What we believe shapes our assumptions about others around us—which then shapes how we act toward them.

What if, in the end, our religion was meant to free us from at least some of the strictures of religion? Jesus didn't call many people names, but he reserved the flipping over of tables and the throwing of invectives like "you brood of vipers" for religious authorities and those who profited off of religious practice. 

We owe it to ourselves to ask what his revolution really means.

I write because our beliefs shape the world

As I read the newspaper every day, it is so clear to me how much our beliefs shape what choices we make in the world, in society, politically, in the voting booth and in our interactions with our neighbors. Particularly in a "post-factual" era, when any veneer of objectivity in the media has been cast aside, and our knowledge of confirmation bias—that is, the way what we already believe determines what facts we accept and which we dismiss—seems only to have sharpened the tools with which we use to skewer the ideas of our political opponents, without having sharpened our focus on our own deep-seated biases. 

Whether it has to do with differing ideas on economics and which political actions are best for growing a robust economy, or our polarized views on the relationships between law enforcement and people of color, or our own beliefs about the relative danger of private ownership of deadly firearms, or even our viewpoint on the connection between human behavior and changes in our climate, it seems that the quantifiable data has nowhere near as much impact as our emotional beliefs (flying in the face of those rationalists telling me my believing in God is an irresponsible surrender to the irrational back in the first section)! 

On many of these fronts, I'm not sure why there is any debate.

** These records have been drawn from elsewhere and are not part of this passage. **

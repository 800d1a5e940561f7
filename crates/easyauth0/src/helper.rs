//! Header-driven authentication facade.
//!
//! [`BasicAuthHelper`] takes raw `Authorization` header values, talks to the
//! tenant through [`Auth0Client`] and keeps the [`SessionStore`] in step.
//!
//! | Operation | Header                          |
//! |-----------|---------------------------------|
//! | login     | `Basic base64(user:password)`   |
//! | logout    | `Bearer <access token>`         |
//! | authorize | `Bearer <access token>`         |
//! | refresh   | `Bearer <refresh token>`        |
//!
//! # Example
//!
//! ```ignore
//! use easyauth0::{Auth0Config, AuthHelper, BasicAuthHelper};
//!
//! let helper = BasicAuthHelper::new(Auth0Config::new(
//!     "my-tenant.auth0.com",
//!     "client-id",
//!     "client-secret",
//!     "Username-Password-Authentication",
//! ))?;
//!
//! let creds = helper.login(&basic_header).await?;
//! assert!(helper.authorize(&format!("Bearer {}", creds.access_token)).await?);
//! ```

use async_trait::async_trait;

use crate::AuthResult;
use crate::config::Auth0Config;
use crate::error::AuthError;
use crate::header;
use crate::provider::Auth0Client;
use crate::session::SessionStore;
use crate::types::{Credentials, User};

/// Scopes requested on login; `offline_access` yields a refresh token.
pub const LOGIN_SCOPE: &str = "openid offline_access";

/// Authentication operations driven by `Authorization` header values.
#[async_trait]
pub trait AuthHelper: Send + Sync {
    /// Logs a user in from a `Basic` header and starts tracking the session.
    async fn login(&self, auth_header: &str) -> AuthResult<Credentials>;

    /// Stops tracking the session of a `Bearer` access token.
    /// Returns `false` if the token was not tracked.
    async fn logout(&self, auth_header: &str) -> AuthResult<bool>;

    /// Returns `true` if the `Bearer` token verifies and belongs to a
    /// tracked session.
    async fn authorize(&self, auth_header: &str) -> AuthResult<bool>;

    /// Exchanges a `Bearer` refresh token for a new access token.
    /// Returns `None` if no tracked session holds the refresh token.
    async fn refresh(&self, auth_header: &str) -> AuthResult<Option<Credentials>>;

    /// Starts a password reset for `email`. Never reveals whether the email
    /// exists.
    async fn reset(&self, email: &str) -> bool;

    /// Lists the users of the configured connection through the management
    /// API identified by `audience`.
    async fn mails(&self, audience: &str) -> AuthResult<Vec<User>>;
}

/// [`AuthHelper`] backed by an Auth0 tenant and an in-process session store.
pub struct BasicAuthHelper {
    client: Auth0Client,
    sessions: SessionStore,
}

impl BasicAuthHelper {
    /// Creates a helper for the tenant described by `config`.
    ///
    /// # Errors
    ///
    /// Returns `AuthError::InvalidDomain` or `AuthError::Configuration` if
    /// the client cannot be built.
    pub fn new(config: Auth0Config) -> AuthResult<Self> {
        Ok(Self::with_client(Auth0Client::new(&config)?))
    }

    /// Creates a helper around an existing client.
    #[must_use]
    pub fn with_client(client: Auth0Client) -> Self {
        Self {
            client,
            sessions: SessionStore::new(),
        }
    }

    /// Underlying provider client.
    #[must_use]
    pub fn client(&self) -> &Auth0Client {
        &self.client
    }

    /// Tracked sessions.
    #[must_use]
    pub fn sessions(&self) -> &SessionStore {
        &self.sessions
    }

    async fn login_with_password(&self, username: &str, password: &str) -> AuthResult<Credentials> {
        let tokens = self
            .client
            .login(username, password, LOGIN_SCOPE)
            .await
            .map_err(|e| {
                tracing::warn!(username = %username, error = %e, "Login rejected");
                AuthError::login_failed(e.to_string())
            })?;

        let info = self
            .client
            .user_info(&tokens.access_token)
            .await
            .map_err(|e| {
                tracing::warn!(username = %username, error = %e, "User info lookup failed");
                AuthError::login_failed(e.to_string())
            })?;

        let credentials = Credentials {
            user: User::from(info),
            access_token: tokens.session_token().to_string(),
            refresh_token: tokens.refresh_token.clone().unwrap_or_default(),
            expires_in: tokens.expires_in,
        };
        self.sessions.record(credentials.clone());

        tracing::info!(email = %credentials.user.email, "User logged in");
        Ok(credentials)
    }
}

#[async_trait]
impl AuthHelper for BasicAuthHelper {
    async fn login(&self, auth_header: &str) -> AuthResult<Credentials> {
        let decoded = header::basic_value(auth_header).inspect_err(|e| {
            tracing::warn!(error = %e, "Rejected login header");
        })?;
        let (username, password) = header::split_credentials(&decoded).inspect_err(|e| {
            tracing::warn!(error = %e, "Rejected login header");
        })?;

        self.login_with_password(&username, &password).await
    }

    async fn logout(&self, auth_header: &str) -> AuthResult<bool> {
        let token = header::bearer_token(auth_header)?;
        let removed = self.sessions.forget(&token);
        if removed {
            tracing::info!("User logged out");
        } else {
            tracing::debug!("Logout for untracked token");
        }
        Ok(removed)
    }

    async fn authorize(&self, auth_header: &str) -> AuthResult<bool> {
        let token = header::bearer_token(auth_header)?;

        if let Err(e) = self.client.verify(&token) {
            tracing::debug!(error = %e, "Token verification failed");
            return Ok(false);
        }

        Ok(self.sessions.contains(&token))
    }

    async fn refresh(&self, auth_header: &str) -> AuthResult<Option<Credentials>> {
        let refresh_token = header::bearer_token(auth_header)?;

        let result = self
            .client
            .refresh_token(&refresh_token)
            .await
            .map_err(|e| {
                tracing::warn!(error = %e, "Refresh request failed");
                AuthError::refresh_failed(e.to_string())
            })?;

        let updated = self.sessions.apply_refresh(
            &refresh_token,
            result.session_token(),
            result.expires_in,
        );
        match &updated {
            Some(credentials) => {
                tracing::info!(email = %credentials.user.email, "Access token refreshed");
            }
            None => tracing::debug!("Refresh succeeded for an untracked session"),
        }
        Ok(updated)
    }

    async fn reset(&self, email: &str) -> bool {
        match self.client.reset_password(email).await {
            Ok(()) => true,
            Err(e) => {
                tracing::warn!(error = %e, "Password reset request failed");
                false
            }
        }
    }

    async fn mails(&self, audience: &str) -> AuthResult<Vec<User>> {
        let admin_token = self
            .client
            .client_credentials_token(audience)
            .await
            .map_err(|e| {
                tracing::warn!(audience = %audience, error = %e, "Management token request failed");
                AuthError::admin_token(e.to_string())
            })?;

        self.client.list_users(&admin_token).await.map_err(|e| {
            tracing::warn!(error = %e, "User listing failed");
            AuthError::user_listing(e.to_string())
        })
    }
}

#[cfg(test)]
mod tests {
    use super::*;

    fn helper() -> BasicAuthHelper {
        BasicAuthHelper::new(Auth0Config::new(
            "tenant.auth0.com",
            "client-id",
            "client-secret",
            "db",
        ))
        .unwrap()
    }

    #[test]
    fn test_new_rejects_invalid_domain() {
        let result = BasicAuthHelper::new(Auth0Config::new("bad domain", "id", "secret", "db"));
        assert!(matches!(result, Err(AuthError::InvalidDomain { .. })));
    }

    #[test]
    fn test_authorize_rejects_fake_token() {
        let helper = helper();
        let authorized = tokio_test::block_on(helper.authorize("Bearer x.y.z")).unwrap();
        assert!(!authorized);
    }

    #[test]
    fn test_authorize_propagates_header_errors() {
        let helper = helper();
        let err = tokio_test::block_on(helper.authorize("Token abc")).unwrap_err();
        assert!(matches!(err, AuthError::HeaderFormat { .. }));
    }

    #[test]
    fn test_logout_untracked_token() {
        let helper = helper();
        assert!(!tokio_test::block_on(helper.logout("Bearer never-issued")).unwrap());
    }

    #[test]
    fn test_login_header_errors_do_not_reach_provider() {
        let helper = helper();

        let err = tokio_test::block_on(helper.login("Bearer abc")).unwrap_err();
        assert!(matches!(err, AuthError::HeaderFormat { .. }));

        let err = tokio_test::block_on(helper.login("Basic %%%")).unwrap_err();
        assert!(matches!(err, AuthError::HeaderEncoding { .. }));

        // "no-colon" in base64
        let err = tokio_test::block_on(helper.login("Basic bm8tY29sb24=")).unwrap_err();
        assert!(matches!(err, AuthError::HeaderFormat { .. }));

        assert!(helper.sessions().is_empty());
    }
}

The numbers are right there for us to find. The history of every political squabble, of every international conflict, is discoverable at our fingertips thanks to the vast web of online information meant to connect and democratize us, and yet it has helped fuel thousands of splinter factions with their own realities. And those frames of reference not only filter how we see, but how we act. 

When I watch the news, I see the subtle and not-so-subtle influence that deeply held religious beliefs have on not only the selection and election of candidates, but on the moves that those candidates make to please their constituents. Support for candidates who are willing to peel back decades of environmental protections, who impulsively push for short-term military solutions to international conflicts, who are hyper-focused on symbolic actions like which capitols and temples we choose to honor, make a lot more sense when they are read within the frame of someone who believes that the world is going to end in the next few years, amid the fires of a war prophesied 2,000 years ago and precipitated by a mass Rapture, based on a particular interpretation of the Bible less than 200 years old. 

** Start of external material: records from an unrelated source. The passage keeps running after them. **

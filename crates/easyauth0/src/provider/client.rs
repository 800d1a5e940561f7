//! HTTP client for an Auth0 tenant.

use serde::Deserialize;
use serde::de::DeserializeOwned;

use super::ProviderError;
use super::domain::{issuer_for, normalize_domain};
use super::verifier::{IdTokenClaims, TokenVerifier, VerifyError};
use crate::AuthResult;
use crate::config::Auth0Config;
use crate::error::AuthError;
use crate::types::{ManagedUser, RefreshResult, TokenSet, User, UserInfo};

const GRANT_PASSWORD_REALM: &str = "http://auth0.com/oauth/grant-type/password-realm";
const GRANT_REFRESH: &str = "refresh_token";
const GRANT_CLIENT_CREDENTIALS: &str = "client_credentials";

const PATH_TOKEN: &str = "/oauth/token";
const PATH_USERINFO: &str = "/userinfo";
const PATH_CHANGE_PASSWORD: &str = "/dbconnections/change_password";
const PATH_USERS: &str = "/api/v2/users";

/// Scope requested on refresh.
pub const SCOPE_OPENID: &str = "openid";

#[derive(Debug, Deserialize)]
struct AccessTokenResponse {
    access_token: String,
}

/// Client for one tenant and application.
///
/// Wraps a shared `reqwest::Client` and the tenant's [`TokenVerifier`].
pub struct Auth0Client {
    http: reqwest::Client,
    base_url: String,
    issuer: String,
    client_id: String,
    client_secret: String,
    connection: String,
    verifier: TokenVerifier,
}

impl Auth0Client {
    /// Builds a client from `config`.
    ///
    /// # Errors
    ///
    /// Returns `AuthError::Configuration` if the config is incomplete or the
    /// HTTP client cannot be built, and `AuthError::InvalidDomain` if the
    /// tenant domain does not normalize to a valid URL.
    pub fn new(config: &Auth0Config) -> AuthResult<Self> {
        config.validate()?;

        let tenant_url = normalize_domain(&config.domain)?;
        let issuer = issuer_for(&tenant_url);
        let base_url = config
            .api_base_url
            .as_ref()
            .map_or(tenant_url, |url| url.as_str().trim_end_matches('/').to_string());

        let mut builder = reqwest::Client::builder();
        if let Some(timeout) = config.request_timeout {
            builder = builder.timeout(timeout);
        }
        let http = builder
            .build()
            .map_err(|e| AuthError::configuration(format!("failed to build HTTP client: {e}")))?;

        let verifier = TokenVerifier::new(&config.client_secret, issuer.clone(), config.leeway);

        tracing::debug!(issuer = %issuer, base_url = %base_url, "Auth0 client configured");

        Ok(Self {
            http,
            base_url,
            issuer,
            client_id: config.client_id.clone(),
            client_secret: config.client_secret.clone(),
            connection: config.connection.clone(),
            verifier,
        })
    }

    /// Use a custom HTTP client (for connection pool reuse or testing).
    #[must_use]
    pub fn with_http_client(mut self, client: reqwest::Client) -> Self {
        self.http = client;
        self
    }

    /// Expected `iss` claim of tenant tokens (`https://<tenant>/`).
    #[must_use]
    pub fn issuer(&self) -> &str {
        &self.issuer
    }

    /// Base URL outbound requests are sent to.
    #[must_use]
    pub fn base_url(&self) -> &str {
        &self.base_url
    }

    /// Database connection users log in against.
    #[must_use]
    pub fn connection(&self) -> &str {
        &self.connection
    }

    fn endpoint(&self, path: &str) -> String {
        format!("{}{}", self.base_url, path)
    }

    /// Verifies an ID token against the client secret and tenant issuer.
    ///
    /// # Errors
    ///
    /// Returns a [`VerifyError`] if the signature, issuer or expiry check fails.
    pub fn verify(&self, token: &str) -> Result<IdTokenClaims, VerifyError> {
        self.verifier.verify(token)
    }

    /// Resource-owner password login against the configured connection.
    ///
    /// # Errors
    ///
    /// Returns a [`ProviderError`] on network failure, a rejected grant, or
    /// an unparseable token response.
    pub async fn login(
        &self,
        username: &str,
        password: &str,
        scope: &str,
    ) -> Result<TokenSet, ProviderError> {
        const OPERATION: &str = "login";
        tracing::debug!(username = %username, "Requesting password-realm grant");

        let body = serde_json::json!({
            "grant_type": GRANT_PASSWORD_REALM,
            "username": username,
            "password": password,
            "realm": self.connection,
            "client_id": self.client_id,
            "client_secret": self.client_secret,
            "scope": scope,
        });

        let response = self
            .http
            .post(self.endpoint(PATH_TOKEN))
            .json(&body)
            .send()
            .await
            .map_err(|e| network(OPERATION, e))?;

        parse_json(OPERATION, ensure_success(OPERATION, response).await?).await
    }

    /// Fetches the profile of the user owning `access_token`.
    ///
    /// # Errors
    ///
    /// Returns a [`ProviderError`] on network failure, a rejected token, or
    /// an unparseable profile.
    pub async fn user_info(&self, access_token: &str) -> Result<UserInfo, ProviderError> {
        const OPERATION: &str = "userinfo";

        let response = self
            .http
            .get(self.endpoint(PATH_USERINFO))
            .bearer_auth(access_token)
            .send()
            .await
            .map_err(|e| network(OPERATION, e))?;

        parse_json(OPERATION, ensure_success(OPERATION, response).await?).await
    }

    /// Triggers the password-reset email for `email`.
    ///
    /// # Errors
    ///
    /// Returns a [`ProviderError`] on network failure or a non-success status.
    pub async fn reset_password(&self, email: &str) -> Result<(), ProviderError> {
        const OPERATION: &str = "change_password";

        let body = serde_json::json!({
            "client_id": self.client_id,
            "email": email,
            "connection": self.connection,
        });

        let response = self
            .http
            .post(self.endpoint(PATH_CHANGE_PASSWORD))
            .json(&body)
            .send()
            .await
            .map_err(|e| network(OPERATION, e))?;

        ensure_success(OPERATION, response).await.map(|_| ())
    }

    /// Exchanges `refresh_token` for a new ID/access token pair.
    ///
    /// Sent as a raw form POST so the provider does not rotate the refresh
    /// token.
    ///
    /// # Errors
    ///
    /// Returns a [`ProviderError`] on network failure, a rejected refresh
    /// token, or an unparseable response.
    pub async fn refresh_token(&self, refresh_token: &str) -> Result<RefreshResult, ProviderError> {
        const OPERATION: &str = "refresh";

        let params = [
            ("grant_type", GRANT_REFRESH),
            ("client_id", self.client_id.as_str()),
            ("client_secret", self.client_secret.as_str()),
            ("refresh_token", refresh_token),
            ("scope", SCOPE_OPENID),
        ];

        let response = self
            .http
            .post(self.endpoint(PATH_TOKEN))
            .form(&params)
            .send()
            .await
            .map_err(|e| network(OPERATION, e))?;

        parse_json(OPERATION, ensure_success(OPERATION, response).await?).await
    }

    /// Obtains a management API token for `audience` via the
    /// client-credentials grant.
    ///
    /// # Errors
    ///
    /// Returns a [`ProviderError`] on network failure, a rejected grant, or a
    /// response without `access_token`.
    pub async fn client_credentials_token(&self, audience: &str) -> Result<String, ProviderError> {
        const OPERATION: &str = "client_credentials";

        let params = [
            ("grant_type", GRANT_CLIENT_CREDENTIALS),
            ("client_id", self.client_id.as_str()),
            ("client_secret", self.client_secret.as_str()),
            ("audience", audience),
        ];

        let response = self
            .http
            .post(self.endpoint(PATH_TOKEN))
            .form(&params)
            .send()
            .await
            .map_err(|e| network(OPERATION, e))?;

        let token: AccessTokenResponse =
            parse_json(OPERATION, ensure_success(OPERATION, response).await?).await?;
        Ok(token.access_token)
    }

    /// Lists the users of the configured connection via the management API.
    ///
    /// # Errors
    ///
    /// Returns a [`ProviderError`] on network failure, a rejected admin
    /// token, or an unparseable listing.
    pub async fn list_users(&self, admin_token: &str) -> Result<Vec<User>, ProviderError> {
        const OPERATION: &str = "list_users";

        let response = self
            .http
            .get(self.endpoint(PATH_USERS))
            .query(&[("connection", self.connection.as_str())])
            .bearer_auth(admin_token)
            .send()
            .await
            .map_err(|e| network(OPERATION, e))?;

        let users: Vec<ManagedUser> =
            parse_json(OPERATION, ensure_success(OPERATION, response).await?).await?;
        Ok(users.into_iter().map(User::from).collect())
    }
}

fn network(operation: &'static str, err: reqwest::Error) -> ProviderError {
    ProviderError::Network {
        operation,
        message: err.to_string(),
    }
}

/// Checks HTTP response status; returns the response on success or an error with details.
async fn ensure_success(
    operation: &'static str,
    response: reqwest::Response,
) -> Result<reqwest::Response, ProviderError> {
    if response.status().is_success() {
        return Ok(response);
    }
    let status = response.status().as_u16();
    let body = response.text().await.unwrap_or_default();
    Err(ProviderError::Http {
        operation,
        status,
        body,
    })
}

async fn parse_json<T: DeserializeOwned>(
    operation: &'static str,
    response: reqwest::Response,
) -> Result<T, ProviderError> {
    let body = response.text().await.map_err(|e| network(operation, e))?;
    serde_json::from_str(&body).map_err(|e| ProviderError::Parse {
        operation,
        message: e.to_string(),
    })
}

When I see candidates who are trying to build longer-term peace solutions, who are focused on sustaining the resources of the earth as long as possible, and who are focused on fostering equality to all people, even if that equality means breaking ancient religious taboos, while some might see them as apostates trying to build a secular Heaven here on Earth, I know this is also in line with progressive Christian theology, which is why one can see as many clergy and worshippers marching in the fight for marriage equality and social justice as one sees protesting them. 

There are those who believe that our country was built on Christian principles and that our strict adherence to that interpretation of Christian values is why we have been blessed with prosperity and protection because of it—and that any backsliding on any aspect of our values will equal a loss of protection for our nation. 

There are those who believe our nation is beloved of God as all people are but that our blessings are in spite of the grievous sins of the genocide of the indigenous peoples who were part of this land before the first European settlers, the enslavement of the African and Caribbean people on whose backs this nation was built, and the exploitation and mistreatment of immigrants throughout our history, all of whom are still paying the price for the unrepented sins of our forefathers.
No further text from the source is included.